• Provided material:
• • • • •

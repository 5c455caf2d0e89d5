use std::{fs, path::Path};

use anyhow::{Context, Result};
use scdb_params::prelude::ScdbParams;
use tracing::debug;

use crate::cli::ParamsFile;

/// Loads the params from the given file, or the built-in defaults if there is none.
pub(crate) fn load(file: &ParamsFile) -> Result<ScdbParams> {
    match &file.params {
        Some(path) => from_path(path),
        None => {
            debug!("using built-in params");
            Ok(ScdbParams::default())
        }
    }
}

fn from_path(path: &Path) -> Result<ScdbParams> {
    let contents = fs::read_to_string(path)
        .with_context(|| format!("failed to read params file {}", path.display()))?;

    ScdbParams::from_toml_str(&contents)
        .with_context(|| format!("failed to parse params file {}", path.display()))
}
//! The commitment to a sidechain DB state.
//!
//! Each record is serialized as
//!
//! ```text
//! sidechain (1) | wt^ hash (32) | workscore (2, LE) | blocks left (2, LE)
//! ```
//!
//! and double-SHA256'd into a leaf. Leaves are taken by ascending sidechain and then insertion
//! order and folded into a Bitcoin-style merkle root, where an odd node is paired with itself.
//! Because that duplication lets `[a, b, c]` and `[a, b, c, c]` share a root, the root is hashed
//! once more together with the number of leaves. The empty state commits to all zeros.

use bitcoin::hashes::{sha256d, Hash, HashEngine};
use scdb_primitives::hashes::ScdbHash;

use crate::state::{SidechainDbState, WtPrimeState};

/// The size of a serialized record.
const LEAF_PREIMAGE_LEN: usize = 1 + 32 + 2 + 2;

/// Computes the commitment to `state`.
pub fn scdb_hash(state: &SidechainDbState) -> ScdbHash {
    let leaves: Vec<sha256d::Hash> = state.iter().map(leaf_hash).collect();
    let leaf_count = leaves.len() as u64;

    match merkle_root(leaves) {
        Some(root) => bind_leaf_count(root, leaf_count),
        None => ScdbHash::all_zeros(),
    }
}

fn bind_leaf_count(root: sha256d::Hash, leaf_count: u64) -> ScdbHash {
    let mut engine = sha256d::Hash::engine();
    engine.input(root.as_byte_array());
    engine.input(&leaf_count.to_le_bytes());

    ScdbHash::from_raw_hash(sha256d::Hash::from_engine(engine))
}

/// Hashes a single record.
pub fn leaf_hash(record: &WtPrimeState) -> sha256d::Hash {
    let mut preimage = [0u8; LEAF_PREIMAGE_LEN];
    preimage[0] = record.sidechain();
    preimage[1..33].copy_from_slice(record.wt_prime().as_byte_array());
    preimage[33..35].copy_from_slice(&record.workscore().to_le_bytes());
    preimage[35..37].copy_from_slice(&record.blocks_left().to_le_bytes());

    sha256d::Hash::hash(&preimage)
}

fn merkle_root(mut level: Vec<sha256d::Hash>) -> Option<sha256d::Hash> {
    while level.len() > 1 {
        level = level
            .chunks(2)
            .map(|pair| {
                let left = pair[0];
                let right = pair.get(1).copied().unwrap_or(left);

                let mut engine = sha256d::Hash::engine();
                engine.input(left.as_byte_array());
                engine.input(right.as_byte_array());

                sha256d::Hash::from_engine(engine)
            })
            .collect();
    }

    level.pop()
}

#[cfg(test)]
mod tests {
    use std::collections::HashSet;

    use proptest::prelude::*;
    use scdb_test_utils::{generate_wt_prime, test_params};

    use super::*;

    #[test]
    fn empty_state_commits_to_zero() {
        assert_eq!(scdb_hash(&SidechainDbState::new()), ScdbHash::all_zeros());
    }

    #[test]
    fn identical_states_hash_identically() {
        let params = test_params();
        let wts: Vec<_> = (0..5).map(|_| generate_wt_prime()).collect();

        let build = || {
            let mut state = SidechainDbState::new();
            for (i, wt) in wts.iter().enumerate() {
                let sidechain = params.sidechain((i % 3) as u8).unwrap();
                state.apply_score(sidechain, *wt, i as i32);
            }
            state.tick();
            state
        };

        assert_eq!(scdb_hash(&build()), scdb_hash(&build()));
    }

    #[test]
    fn every_field_changes_the_hash() {
        let params = test_params();
        let sidechain = params.sidechain(0).unwrap();
        let wt = generate_wt_prime();

        let mut base = SidechainDbState::new();
        base.apply_score(sidechain, wt, 2);

        let mut scored = base.clone();
        scored.apply_score(sidechain, wt, 3);

        let mut ticked = base.clone();
        ticked.tick();

        let mut grown = base.clone();
        grown.apply_score(sidechain, generate_wt_prime(), 2);

        let mut moved = SidechainDbState::new();
        moved.apply_score(params.sidechain(2).unwrap(), wt, 2);

        let empty = SidechainDbState::new();
        let hashes: HashSet<_> = [&base, &scored, &ticked, &grown, &moved, &empty]
            .into_iter()
            .map(scdb_hash)
            .collect();
        assert_eq!(hashes.len(), 6);
    }

    #[test]
    fn duplicated_odd_leaf_does_not_collide() {
        let params = test_params();
        let wt = [generate_wt_prime(), generate_wt_prime(), generate_wt_prime()];

        let mut three = SidechainDbState::new();
        for (sidechain, wt) in [(0, wt[0]), (0, wt[1]), (1, wt[2])] {
            three.apply_score(params.sidechain(sidechain).unwrap(), wt, 1);
        }

        let leaves: Vec<_> = three.iter().map(leaf_hash).collect();
        let mut padded = leaves.clone();
        padded.push(leaves[2]);

        let root = merkle_root(leaves).unwrap();
        assert_eq!(Some(root), merkle_root(padded));

        assert_eq!(scdb_hash(&three), bind_leaf_count(root, 3));
        assert_ne!(scdb_hash(&three), bind_leaf_count(root, 4));
    }

    #[test]
    fn leaf_layout() {
        let params = test_params();
        let wt = generate_wt_prime();
        let mut state = SidechainDbState::new();
        state.apply_score(params.sidechain(1).unwrap(), wt, 0x0102);
        let record = state.get(1, &wt).unwrap();

        let mut preimage = vec![1u8];
        preimage.extend_from_slice(wt.as_byte_array());
        preimage.extend_from_slice(&record.workscore().to_le_bytes());
        preimage.extend_from_slice(&record.blocks_left().to_le_bytes());

        assert_eq!(leaf_hash(record), sha256d::Hash::hash(&preimage));
    }

    proptest! {
        #[test]
        fn hash_depends_only_on_content(scores in prop::collection::vec(0i32..20, 1..12)) {
            let params = test_params();
            let sidechain = params.sidechain(1).unwrap();
            let wts: Vec<_> = scores.iter().map(|_| generate_wt_prime()).collect();

            let mut a = SidechainDbState::new();
            let mut b = SidechainDbState::new();
            for (wt, score) in wts.iter().zip(&scores) {
                a.apply_score(sidechain, *wt, *score);
                b.apply_score(sidechain, *wt, *score);
            }

            prop_assert_eq!(scdb_hash(&a), scdb_hash(&b));

            b.tick();
            prop_assert_ne!(scdb_hash(&a), scdb_hash(&b));
        }
    }
}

• • • • •

Repeat each line of the data exactly as it appears above.

repository 5c455caf2d0e89d5
use std::{fs, path::Path};

use anyhow::{Context, Result};
use scdb_params::prelude::ScdbParams;
use tracing::debug;

use crate::cli::ParamsFile;

/// Loads the params from the given file, or the built-in defaults if there is none.
pub(crate) fn load(file: &ParamsFile) -> Result<ScdbParams> {
    match &file.params {
        Some(path) => from_path(path),
        None => {
            debug!("using built-in params");
            Ok(ScdbParams::default())
        }
    }
}

fn from_path(path: &Path) -> Result<ScdbParams> {
    let contents = fs::read_to_string(path)
        .with_context(|| format!("failed to read params file {}", path.display()))?;

    ScdbParams::from_toml_str(&contents)
        .with_context(|| format!("failed to parse params file {}", path.display()))
}
//! The commitment to a sidechain DB state.
//!
//! Each record is serialized as
//!
//! ```text
//! sidechain (1) | wt^ hash (32) | workscore (2, LE) | blocks left (2, LE)
//! ```
//!
//! and double-SHA256'd into a leaf. Leaves are taken by ascending sidechain and then insertion
//! order and folded into a Bitcoin-style merkle root, where an odd node is paired with itself.
//! Because that duplication lets `[a, b, c]` and `[a, b, c, c]` share a root, the root is hashed
//! once more together with the number of leaves. The empty state commits to all zeros.

use bitcoin::hashes::{sha256d, Hash, HashEngine};
use scdb_primitives::hashes::ScdbHash;

use crate::state::{SidechainDbState, WtPrimeState};

/// The size of a serialized record.
const LEAF_PREIMAGE_LEN: usize = 1 + 32 + 2 + 2;

/// Computes the commitment to `state`.
pub fn scdb_hash(state: &SidechainDbState) -> ScdbHash {
    let leaves: Vec<sha256d::Hash> = state.iter().map(leaf_hash).collect();
    let leaf_count = leaves.len() as u64;

    match merkle_root(leaves) {
        Some(root) => bind_leaf_count(root, leaf_count),
        None => ScdbHash::all_zeros(),
    }
}

fn bind_leaf_count(root: sha256d::Hash, leaf_count: u64) -> ScdbHash {
    let mut engine = sha256d::Hash::engine();
    engine.input(root.as_byte_array());
    engine.input(&leaf_count.to_le_bytes());

    ScdbHash::from_raw_hash(sha256d::Hash::from_engine(engine))
}

/// Hashes a single record.
pub fn leaf_hash(record: &WtPrimeState) -> sha256d::Hash {
    let mut preimage = [0u8; LEAF_PREIMAGE_LEN];
    preimage[0] = record.sidechain();
    preimage[1..33].copy_from_slice(record.wt_prime().as_byte_array());
    preimage[33..35].copy_from_slice(&record.workscore().to_le_bytes());
    preimage[35..37].copy_from_slice(&record.blocks_left().to_le_bytes());

    sha256d::Hash::hash(&preimage)
}

fn merkle_root(mut level: Vec<sha256d::Hash>) -> Option<sha256d::Hash> {
    while level.len() > 1 {
        level = level
            .chunks(2)
            .map(|pair| {
                let left = pair[0];
                let right = pair.get(1).copied().unwrap_or(left);

                let mut engine = sha256d::Hash::engine();
                engine.input(left.as_byte_array());
                engine.input(right.as_byte_array());

                sha256d::Hash::from_engine(engine)
            })
            .collect();
    }

    level.pop()
}

#[cfg(test)]
mod tests {
    use std::collections::HashSet;

    use proptest::prelude::*;
    use scdb_test_utils::{generate_wt_prime, test_params};

    use super::*;

    #[test]
    fn empty_state_commits_to_zero() {
        assert_eq!(scdb_hash(&SidechainDbState::new()), ScdbHash::all_zeros());
    }

    #[test]
    fn identical_states_hash_identically() {
        let params = test_params();
        let wts: Vec<_> = (0..5).map(|_| generate_wt_prime()).collect();

        let build = || {
            let mut state = SidechainDbState::new();
            for (i, wt) in wts.iter().enumerate() {
                let sidechain = params.sidechain((i % 3) as u8).unwrap();
                state.apply_score(sidechain, *wt, i as i32);
            }
            state.tick();
            state
        };

        assert_eq!(scdb_hash(&build()), scdb_hash(&build()));
    }

    #[test]
    fn every_field_changes_the_hash() {
        let params = test_params();
        let sidechain = params.sidechain(0).unwrap();
        let wt = generate_wt_prime();

        let mut base = SidechainDbState::new();
        base.apply_score(sidechain, wt, 2);

        let mut scored = base.clone();
        scored.apply_score(sidechain, wt, 3);

        let mut ticked = base.clone();
        ticked.tick();

        let mut grown = base.clone();
        grown.apply_score(sidechain, generate_wt_prime(), 2);

        let mut moved = SidechainDbState::new();
        moved.apply_score(params.sidechain(2).unwrap(), wt, 2);

        let empty = SidechainDbState::new();
        let hashes: HashSet<_> = [&base, &scored, &ticked, &grown, &moved, &empty]
            .into_iter()
            .map(scdb_hash)
            .collect();
        assert_eq!(hashes.len(), 6);
    }

    #[test]
    fn duplicated_odd_leaf_does_not_collide() {
        let params = test_params();
        let wt = [generate_wt_prime(), generate_wt_prime(), generate_wt_prime()];

        let mut three = SidechainDbState::new();
        for (sidechain, wt) in [(0, wt[0]), (0, wt[1]), (1, wt[2])] {
            three.apply_score(params.sidechain(sidechain).unwrap(), wt, 1);
        }

        let leaves: Vec<_> = three.iter().map(leaf_hash).collect();
        let mut padded = leaves.clone();
        padded.push(leaves[2]);

        let root = merkle_root(leaves).unwrap();
        assert_eq!(Some(root), merkle_root(padded));

        assert_eq!(scdb_hash(&three), bind_leaf_count(root, 3));
        assert_ne!(scdb_hash(&three), bind_leaf_count(root, 4));
    }

    #[test]
    fn leaf_layout() {
        let params = test_params();
        let wt = generate_wt_prime();
        let mut state = SidechainDbState::new();
        state.apply_score(params.sidechain(1).unwrap(), wt, 0x0102);
        let record = state.get(1, &wt).unwrap();

        let mut preimage = vec![1u8];
        preimage.extend_from_slice(wt.as_byte_array());
        preimage.extend_from_slice(&record.workscore().to_le_bytes());
        preimage.extend_from_slice(&record.blocks_left().to_le_bytes());

        assert_eq!(leaf_hash(record), sha256d::Hash::hash(&preimage));
    }

    proptest! {
        #[test]
        fn hash_depends_only_on_content(scores in prop::collection::vec(0i32..20, 1..12)) {
            let params = test_params();
            let sidechain = params.sidechain(1).unwrap();
            let wts: Vec<_> = scores.iter().map(|_| generate_wt_prime()).collect();

            let mut a = SidechainDbState::new();
            let mut b = SidechainDbState::new();
            for (wt, score) in wts.iter().zip(&scores) {
                a.apply_score(sidechain, *wt, *score);
                b.apply_score(sidechain, *wt, *score);
            }

            prop_assert_eq!(scdb_hash(&a), scdb_hash(&b));

            b.tick();
            prop_assert_ne!(scdb_hash(&a), scdb_hash(&b));
        }
    }
}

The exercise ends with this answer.